Collected data entries
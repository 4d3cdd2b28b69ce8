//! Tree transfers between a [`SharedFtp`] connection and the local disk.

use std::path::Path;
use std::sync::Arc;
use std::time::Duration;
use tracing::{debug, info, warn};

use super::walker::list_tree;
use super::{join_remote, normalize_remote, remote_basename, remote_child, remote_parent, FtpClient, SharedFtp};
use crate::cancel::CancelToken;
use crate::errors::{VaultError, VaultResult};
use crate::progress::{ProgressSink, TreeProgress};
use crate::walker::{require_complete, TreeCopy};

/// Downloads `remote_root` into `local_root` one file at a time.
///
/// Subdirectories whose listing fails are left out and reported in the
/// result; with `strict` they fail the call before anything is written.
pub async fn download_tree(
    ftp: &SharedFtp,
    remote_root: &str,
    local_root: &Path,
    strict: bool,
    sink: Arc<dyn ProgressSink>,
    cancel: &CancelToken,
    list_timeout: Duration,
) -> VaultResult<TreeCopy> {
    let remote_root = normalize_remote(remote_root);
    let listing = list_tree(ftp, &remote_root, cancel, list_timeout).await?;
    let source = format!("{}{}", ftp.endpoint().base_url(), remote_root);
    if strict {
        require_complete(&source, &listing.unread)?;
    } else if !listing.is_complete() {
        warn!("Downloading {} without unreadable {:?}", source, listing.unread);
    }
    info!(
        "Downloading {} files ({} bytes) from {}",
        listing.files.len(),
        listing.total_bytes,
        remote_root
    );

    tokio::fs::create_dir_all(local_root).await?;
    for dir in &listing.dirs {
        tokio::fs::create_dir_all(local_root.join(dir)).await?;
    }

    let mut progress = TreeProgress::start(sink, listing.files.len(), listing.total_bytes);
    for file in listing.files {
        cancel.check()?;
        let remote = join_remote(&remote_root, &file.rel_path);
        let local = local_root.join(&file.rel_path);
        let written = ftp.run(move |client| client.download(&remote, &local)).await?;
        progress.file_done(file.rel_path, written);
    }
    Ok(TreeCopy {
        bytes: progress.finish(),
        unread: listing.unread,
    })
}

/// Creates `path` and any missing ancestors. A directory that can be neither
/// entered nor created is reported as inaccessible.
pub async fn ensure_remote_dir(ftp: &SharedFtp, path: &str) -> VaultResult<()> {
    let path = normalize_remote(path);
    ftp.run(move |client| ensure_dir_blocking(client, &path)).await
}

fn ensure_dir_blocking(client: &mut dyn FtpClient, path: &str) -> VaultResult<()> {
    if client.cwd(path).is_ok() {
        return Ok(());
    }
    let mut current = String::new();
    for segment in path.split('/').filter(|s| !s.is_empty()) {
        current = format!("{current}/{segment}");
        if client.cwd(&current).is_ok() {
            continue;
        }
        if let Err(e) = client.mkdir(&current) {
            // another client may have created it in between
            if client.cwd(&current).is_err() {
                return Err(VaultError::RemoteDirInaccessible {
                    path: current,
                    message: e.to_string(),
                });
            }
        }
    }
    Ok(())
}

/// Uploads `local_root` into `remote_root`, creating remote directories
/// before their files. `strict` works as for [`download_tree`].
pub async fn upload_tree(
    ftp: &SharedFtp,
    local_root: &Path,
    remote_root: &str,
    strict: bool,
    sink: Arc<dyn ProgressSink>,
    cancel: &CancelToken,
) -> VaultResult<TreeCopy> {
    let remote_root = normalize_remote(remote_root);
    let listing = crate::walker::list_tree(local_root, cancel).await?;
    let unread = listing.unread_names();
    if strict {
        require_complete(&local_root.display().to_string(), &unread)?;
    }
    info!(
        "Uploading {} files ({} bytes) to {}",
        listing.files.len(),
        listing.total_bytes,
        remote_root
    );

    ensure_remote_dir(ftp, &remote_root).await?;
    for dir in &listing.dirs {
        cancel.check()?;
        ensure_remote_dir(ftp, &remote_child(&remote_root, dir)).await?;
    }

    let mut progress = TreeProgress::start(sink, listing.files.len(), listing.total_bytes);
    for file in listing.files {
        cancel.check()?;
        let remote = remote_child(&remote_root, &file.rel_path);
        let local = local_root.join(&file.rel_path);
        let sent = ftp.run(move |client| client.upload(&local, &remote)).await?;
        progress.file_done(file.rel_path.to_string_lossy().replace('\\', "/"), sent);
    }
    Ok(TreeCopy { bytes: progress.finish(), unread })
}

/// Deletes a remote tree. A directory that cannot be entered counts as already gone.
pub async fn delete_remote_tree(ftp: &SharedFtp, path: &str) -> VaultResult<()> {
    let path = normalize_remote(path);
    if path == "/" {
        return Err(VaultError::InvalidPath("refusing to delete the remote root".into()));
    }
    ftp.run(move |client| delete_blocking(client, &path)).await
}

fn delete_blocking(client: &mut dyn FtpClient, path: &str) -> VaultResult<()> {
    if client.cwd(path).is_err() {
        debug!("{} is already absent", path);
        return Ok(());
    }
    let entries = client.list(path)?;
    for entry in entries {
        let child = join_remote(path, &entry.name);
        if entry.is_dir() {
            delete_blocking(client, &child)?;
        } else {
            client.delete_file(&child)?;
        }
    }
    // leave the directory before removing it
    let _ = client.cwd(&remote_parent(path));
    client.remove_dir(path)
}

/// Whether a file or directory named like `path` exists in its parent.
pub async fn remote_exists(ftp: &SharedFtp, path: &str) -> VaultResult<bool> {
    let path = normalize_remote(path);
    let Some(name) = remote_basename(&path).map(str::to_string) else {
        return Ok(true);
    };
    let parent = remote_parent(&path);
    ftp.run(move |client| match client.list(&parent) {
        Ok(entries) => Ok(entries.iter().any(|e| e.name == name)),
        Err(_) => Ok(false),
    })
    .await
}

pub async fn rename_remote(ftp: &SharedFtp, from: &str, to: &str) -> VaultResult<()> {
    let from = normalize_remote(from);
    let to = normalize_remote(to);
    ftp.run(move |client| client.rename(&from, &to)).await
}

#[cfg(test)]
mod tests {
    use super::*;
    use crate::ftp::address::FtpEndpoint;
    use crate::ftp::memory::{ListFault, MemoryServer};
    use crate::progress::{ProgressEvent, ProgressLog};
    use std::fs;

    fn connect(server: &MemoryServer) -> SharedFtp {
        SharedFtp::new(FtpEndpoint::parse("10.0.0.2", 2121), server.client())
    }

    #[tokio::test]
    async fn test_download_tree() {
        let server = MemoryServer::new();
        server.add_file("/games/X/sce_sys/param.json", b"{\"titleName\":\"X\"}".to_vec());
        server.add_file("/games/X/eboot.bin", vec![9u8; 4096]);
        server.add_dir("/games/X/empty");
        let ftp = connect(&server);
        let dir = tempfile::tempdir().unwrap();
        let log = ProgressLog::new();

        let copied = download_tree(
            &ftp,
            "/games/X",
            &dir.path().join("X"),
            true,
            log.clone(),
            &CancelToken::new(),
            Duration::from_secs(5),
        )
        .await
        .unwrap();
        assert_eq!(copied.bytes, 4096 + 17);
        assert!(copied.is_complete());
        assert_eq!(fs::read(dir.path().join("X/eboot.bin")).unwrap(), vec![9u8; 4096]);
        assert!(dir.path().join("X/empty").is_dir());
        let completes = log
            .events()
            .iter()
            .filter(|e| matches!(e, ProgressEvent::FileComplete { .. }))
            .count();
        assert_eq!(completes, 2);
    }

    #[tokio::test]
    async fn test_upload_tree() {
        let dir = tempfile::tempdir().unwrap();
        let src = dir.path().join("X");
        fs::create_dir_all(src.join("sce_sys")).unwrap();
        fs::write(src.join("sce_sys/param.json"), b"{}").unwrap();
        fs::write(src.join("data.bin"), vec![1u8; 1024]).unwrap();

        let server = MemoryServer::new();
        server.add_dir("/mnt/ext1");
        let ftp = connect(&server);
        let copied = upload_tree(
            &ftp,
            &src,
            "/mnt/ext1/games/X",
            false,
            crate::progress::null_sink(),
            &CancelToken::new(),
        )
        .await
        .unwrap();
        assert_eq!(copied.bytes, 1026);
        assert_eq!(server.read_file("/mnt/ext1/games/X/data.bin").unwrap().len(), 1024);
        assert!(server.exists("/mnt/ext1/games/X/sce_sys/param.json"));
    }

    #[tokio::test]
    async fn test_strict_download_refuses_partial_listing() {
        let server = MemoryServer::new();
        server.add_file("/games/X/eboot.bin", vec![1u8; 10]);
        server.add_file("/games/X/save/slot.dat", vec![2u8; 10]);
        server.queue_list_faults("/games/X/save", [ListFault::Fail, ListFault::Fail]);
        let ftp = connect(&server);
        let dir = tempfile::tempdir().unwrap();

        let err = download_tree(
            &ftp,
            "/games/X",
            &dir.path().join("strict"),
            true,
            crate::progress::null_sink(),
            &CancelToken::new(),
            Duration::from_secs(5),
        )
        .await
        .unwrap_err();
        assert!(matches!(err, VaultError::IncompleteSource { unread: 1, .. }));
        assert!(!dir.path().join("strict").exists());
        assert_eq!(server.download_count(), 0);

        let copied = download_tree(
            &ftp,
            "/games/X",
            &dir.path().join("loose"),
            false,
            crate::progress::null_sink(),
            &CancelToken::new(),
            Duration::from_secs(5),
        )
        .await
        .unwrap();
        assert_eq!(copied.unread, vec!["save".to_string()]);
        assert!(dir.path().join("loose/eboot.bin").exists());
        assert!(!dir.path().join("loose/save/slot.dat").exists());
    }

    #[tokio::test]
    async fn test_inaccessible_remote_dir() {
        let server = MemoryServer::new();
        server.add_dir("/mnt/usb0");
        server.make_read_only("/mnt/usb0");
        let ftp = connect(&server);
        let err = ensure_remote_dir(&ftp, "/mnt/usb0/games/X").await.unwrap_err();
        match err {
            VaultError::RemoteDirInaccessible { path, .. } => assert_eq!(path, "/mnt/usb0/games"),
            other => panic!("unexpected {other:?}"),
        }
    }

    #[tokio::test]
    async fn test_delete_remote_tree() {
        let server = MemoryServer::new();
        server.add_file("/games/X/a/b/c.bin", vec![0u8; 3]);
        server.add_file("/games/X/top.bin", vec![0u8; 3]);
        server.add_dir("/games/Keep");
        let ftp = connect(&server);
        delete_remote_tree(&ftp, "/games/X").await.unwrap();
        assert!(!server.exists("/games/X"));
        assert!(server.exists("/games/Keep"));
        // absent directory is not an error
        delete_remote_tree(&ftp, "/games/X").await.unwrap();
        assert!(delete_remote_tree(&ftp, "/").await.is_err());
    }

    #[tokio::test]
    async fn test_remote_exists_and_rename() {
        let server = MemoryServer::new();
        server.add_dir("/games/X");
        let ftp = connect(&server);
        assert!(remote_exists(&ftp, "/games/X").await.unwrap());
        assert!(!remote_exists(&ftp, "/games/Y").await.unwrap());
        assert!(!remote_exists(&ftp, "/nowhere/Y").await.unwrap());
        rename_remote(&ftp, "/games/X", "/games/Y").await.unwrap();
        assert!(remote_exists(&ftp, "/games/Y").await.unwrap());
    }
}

Task brief
Give back, verbatim, the lines from the top of the entries above through the line containing "list_tree(ftp, &remote_root, cancel, list_timeout).await?;".

Solution to the exercise
repository 4d3cdd2b28b69ce8
//! Tree transfers between a [`SharedFtp`] connection and the local disk.

use std::path::Path;
use std::sync::Arc;
use std::time::Duration;
use tracing::{debug, info, warn};

use super::walker::list_tree;
use super::{join_remote, normalize_remote, remote_basename, remote_child, remote_parent, FtpClient, SharedFtp};
use crate::cancel::CancelToken;
use crate::errors::{VaultError, VaultResult};
use crate::progress::{ProgressSink, TreeProgress};
use crate::walker::{require_complete, TreeCopy};

/// Downloads `remote_root` into `local_root` one file at a time.
///
/// Subdirectories whose listing fails are left out and reported in the
/// result; with `strict` they fail the call before anything is written.
pub async fn download_tree(
    ftp: &SharedFtp,
    remote_root: &str,
    local_root: &Path,
    strict: bool,
    sink: Arc<dyn ProgressSink>,
    cancel: &CancelToken,
    list_timeout: Duration,
) -> VaultResult<TreeCopy> {
    let remote_root = normalize_remote(remote_root);
    let listing = list_tree(ftp, &remote_root, cancel, list_timeout).await?;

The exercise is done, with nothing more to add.